A new report indicates that current tests and benchmarks for evaluating the safety and responsibility of artificial intelligence may be insufficient. The growing demand for security in generative AI models, capable of analyzing and generating text, images, music, and videos, has led to increased scrutiny due to their propensity for errors and unpredictable behavior. In response, both public sector agencies and large tech companies are proposing new benchmarks to assess the safety of these models.
Late last year, the startup Scale AI established a lab dedicated to evaluating the alignment of models with safety guidelines. This month, the NIST and the UK AI Security Institute launched tools to assess model risk. However, the UK's Ada Lovelace Institute (ALI) has identified that these tests may be inadequate. Their study, which interviewed experts from academic labs and the civil sector as well as model providers, revealed that current evaluations are not exhaustive, can be easily manipulated, and do not necessarily reflect model behavior in real-world scenarios.
Benchmarks and Red Teaming
The ALI study reviewed academic literature to understand the risks and damages associated with current AI models and existing evaluations. They then interviewed 16 experts, including employees from tech companies developing generative AI systems. They found significant disagreement about the best methods and taxonomy for evaluating models.
Some evaluations only tested model performance in the lab, not in real-world scenarios. Others relied on tests designed for research purposes, not production models, yet were still used in production. A significant issue identified was data contamination, where benchmark results can overestimate a model's performance if it has been trained on the same data used for evaluation. Benchmarks are often chosen for convenience rather than being the best evaluation tools.
Mahi Hardalupas, an ALI researcher, notes that "benchmarks risk being manipulated by developers who can train models on the same dataset that will be used to evaluate the model. It also matters which version of a model is being evaluated. Small changes can cause unpredictable changes in behavior."
The study also found issues with "red-teaming," the practice of tasking teams with attacking a model to identify vulnerabilities. Although several companies, like OpenAI and Anthropic, use red-teaming, there are no agreed standards for evaluating its effectiveness. Additionally, forming red teams with the necessary expertise is costly and labor-intensive, presenting barriers for smaller organizations.
Possible Solutions
The pressure to launch models quickly and the reluctance to conduct tests that might identify problems before a release are the main reasons why AI evaluations have not improved. A participant in the ALI study mentioned that evaluating the safety of models is an "intractable" problem.

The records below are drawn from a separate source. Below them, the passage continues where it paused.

//! Domain models for the pediatric ward.

mod antibiotics;
mod bed;
mod digitizer;
mod patient;
mod query;

pub use antibiotics::*;
pub use bed::*;
pub use digitizer::*;
pub use patient::*;
pub use query::*;
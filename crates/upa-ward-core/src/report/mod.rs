//! Report queries over the full patient set.

mod census;
mod filter;

pub use census::*;
pub use filter::*;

However, Hardalupas sees a way forward with greater involvement from public sector bodies. She suggests that governments require more public participation in developing evaluations and implement measures to support a "third-party testing ecosystem," including programs to ensure regular access to necessary models and datasets.
Jones advocates for "context-specific" evaluations that analyze how a model may affect different types of users and how attacks could bypass safeguards. He adds that investment in the underlying science of evaluations is needed to develop more robust and repeatable tests based on understanding how an AI model functions.
Nevertheless, Hardalupas warns that there will never be a total guarantee of safety: "Model evaluations can identify potential risks but cannot guarantee that a model is safe."